◆ What you need to do ◆
Each line of the records below that holds "paths" should be returned.

※ ※ ※

//! End-to-end recording lifecycle: start, capture, stop, rotate, sweep.

use std::sync::{Arc, Barrier};
use std::thread;
use std::time::{Duration, SystemTime};

use chrono::NaiveDate;
use tempfile::TempDir;

use reelhouse_archive::{catalog, Archive};
use reelhouse_core::{Clock, Config, ManualClock, RecordingFilter, SessionKey, Subject};
use reelhouse_session::testing::TestSubject;
use reelhouse_session::{
    rotate, NoopHandler, Recorder, RecorderError, RegistryOptions, RetentionSweep, SessionRegistry,
};

fn registry(tmp: &TempDir, clock: &ManualClock) -> SessionRegistry {
    SessionRegistry::new(RegistryOptions::new(tmp.path()), Arc::new(clock.clone()))
}

#[test]
fn test_record_stop_and_restart() {
    let tmp = TempDir::new().unwrap();
    let clock = ManualClock::at(2024, 5, 17, 15, 4, 5);
    let reg = registry(&tmp, &clock);

    let alice = TestSubject::online("alice");
    let key = SessionKey::Subject(alice.id());
    let session = reg.start_session(key.clone(), alice.clone()).unwrap();
    for i in 0..3u8 {
        clock.advance(chrono::Duration::milliseconds(400));
        assert!(session.record_event(vec![i]));
    }

    let path = reg.stop_session(&key).unwrap();
    assert!(!reg.is_active(&key));
    assert!(path.file_name().is_some());

    let archive = Archive::open(&path).unwrap();
    assert_eq!(archive.events.len(), 3);
    assert_eq!(
        archive.events.iter().map(|e| e.payload[0]).collect::<Vec<_>>(),
        vec![0, 1, 2]
    );
    assert_eq!(archive.metadata.duration, 1);
    assert_eq!(archive.metadata.subject_name, "alice");

    // Previous session is fully gone; a new one gets the next sequence.
    let again = reg.start_session(key.clone(), alice).unwrap();
    assert!(again.output_path().ends_with("alice_15-04-06_2.mcpr"));
}

#[test]
fn test_stop_without_start() {
    let tmp = TempDir::new().unwrap();
    let clock = ManualClock::at(2024, 5, 17, 15, 4, 5);
    let reg = registry(&tmp, &clock);

    let err = reg
        .stop_session(&SessionKey::Custom("ghost".into()))
        .unwrap_err();
    assert!(matches!(err, RecorderError::NotRecording(_)));
    assert_eq!(reg.active_count(), 0);
    assert!(catalog::scan(tmp.path(), "mcpr").is_empty());
}

#[test]
fn test_concurrent_starts_single_winner() {
    const CALLERS: usize = 16;

    let tmp = TempDir::new().unwrap();
    let clock = ManualClock::at(2024, 5, 17, 15, 4, 5);
    let reg = Arc::new(registry(&tmp, &clock));
    let subject = TestSubject::online("alice");
    let key = SessionKey::Subject(subject.id());
    let barrier = Arc::new(Barrier::new(CALLERS));

    let handles: Vec<_> = (0..CALLERS)
        .map(|_| {
            let reg = Arc::clone(&reg);
            let key = key.clone();
            let subject: Arc<dyn Subject> = subject.clone();
            let barrier = Arc::clone(&barrier);
            thread::spawn(move || {
                barrier.wait();
                reg.start_session(key, subject)
            })
        })
        .collect();

    let results: Vec<_> = handles.into_iter().map(|h| h.join().unwrap()).collect();
    let wins = results.iter().filter(|r| r.is_ok()).count();
    let dupes = results
        .iter()
        .filter(|r| matches!(r, Err(RecorderError::AlreadyRecording(_))))
        .count();
    assert_eq!(wins, 1);
    assert_eq!(dupes, CALLERS - 1);
    assert_eq!(reg.active_count(), 1);
    assert_eq!(catalog::scan(tmp.path(), "mcpr").len(), 1);
}

#[test]
fn test_backward_clock_clamps_duration() {
    let tmp = TempDir::new().unwrap();
    let clock = ManualClock::at(2024, 5, 17, 15, 4, 5);
    let reg = registry(&tmp, &clock);

    let key = SessionKey::Custom("tower".into());
    let session = reg.start_session(key.clone(), TestSubject::online("tower")).unwrap();
    session.record_event(b"before".to_vec());
    clock.advance(chrono::Duration::hours(-2));
    session.record_event(b"after".to_vec());

    let archive = Archive::open(reg.stop_session(&key).unwrap()).unwrap();
    assert_eq!(archive.metadata.duration, 0);
    assert_eq!(archive.events.len(), 2);
}

#[test]
fn test_midnight_rotation() {
    let tmp = TempDir::new().unwrap();
    let clock = ManualClock::at(2024, 5, 17, 23, 58, 0);
    let reg = registry(&tmp, &clock);

    let alice = TestSubject::online("alice");
    let bob = TestSubject::online("bob");
    let alice_key = SessionKey::Subject(alice.id());
    let bob_key = SessionKey::Subject(bob.id());
    let alice_first = reg.start_session(alice_key.clone(), alice.clone()).unwrap();
    reg.start_session(bob_key.clone(), bob.clone()).unwrap();
    alice_first.record_event(b"late night".to_vec());

    bob.set_online(false);
    clock.advance(chrono::Duration::minutes(3));
    let report = rotate(&reg, &RecordingFilter::allow_all(), clock.today());

    let old_day = tmp.path().join("2024_05_17");
    let new_day = tmp.path().join("2024_05_18");
    assert_eq!(report.sealed.len(), 2);
    assert!(report.sealed.iter().all(|(_, p)| p.starts_with(&old_day)));
    assert_eq!(catalog::scan(&old_day, "mcpr").len(), 2);

    assert_eq!(report.restarted, vec![alice_key.clone()]);
    assert!(!reg.is_active(&bob_key));
    let alice_next = reg.get(&alice_key).unwrap();
    assert!(alice_next.output_path().starts_with(&new_day));
    assert_ne!(alice_next.output_path(), alice_first.output_path());
    assert_eq!(reg.partition(), NaiveDate::from_ymd_opt(2024, 5, 18).unwrap());
}

#[test]
fn test_retention_days() {
    let tmp = TempDir::new().unwrap();
    let now = SystemTime::now();
    let mut paths = Vec::new();
    for days in [0u64, 6, 8, 10] {
        let path = tmp.path().join(format!("day{}.mcpr", days));
        let file = std::fs::File::create(&path).unwrap();
        file.set_modified(now - Duration::from_secs(days * 24 * 3600)).unwrap();
        paths.push(path);
    }

    let report = RetentionSweep::days(tmp.path(), "mcpr", 7).unwrap().sweep(now);

    assert!(paths[0].exists());
    assert!(paths[1].exists());
    assert!(!paths[2].exists());
    assert!(!paths[3].exists());
    assert_eq!(report.deleted.len(), 2);
}

#[tokio::test]
async fn test_recorder_shutdown_seals_all() {
    let tmp = TempDir::new().unwrap();
    let mut config = Config::default();
    config.recording.root = tmp.path().to_path_buf();
    config.instant_replay.dir = tmp.path().join("instant");

    let clock = ManualClock::at(2024, 5, 17, 10, 0, 0);
    let recorder = Recorder::init(config, Arc::new(clock), Arc::new(NoopHandler));

    let subjects: Vec<_> = ["alice", "bob", "carol"]
        .iter()
        .map(|n| TestSubject::online(*n))
        .collect();
    for subject in &subjects {
        let key = SessionKey::Subject(subject.id());
        assert!(recorder.start_session(key.clone(), subject.clone()));
        assert!(recorder.record_event(&key, b"tick".to_vec()));
    }
    assert_eq!(recorder.active_count(), 3);

    recorder.shutdown().await;

    assert_eq!(recorder.active_count(), 0);
    let archives = catalog::scan(tmp.path(), "mcpr");
    assert_eq!(archives.len(), 3);
    for entry in archives {
        assert_eq!(Archive::open(&entry.path).unwrap().events.len(), 1);
    }
}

※ ※ ※

◆ Answer to this problem ◆
    let mut paths = Vec::new();
        paths.push(path);
    assert!(paths[0].exists());
    assert!(paths[1].exists());
    assert!(!paths[2].exists());
    assert!(!paths[3].exists());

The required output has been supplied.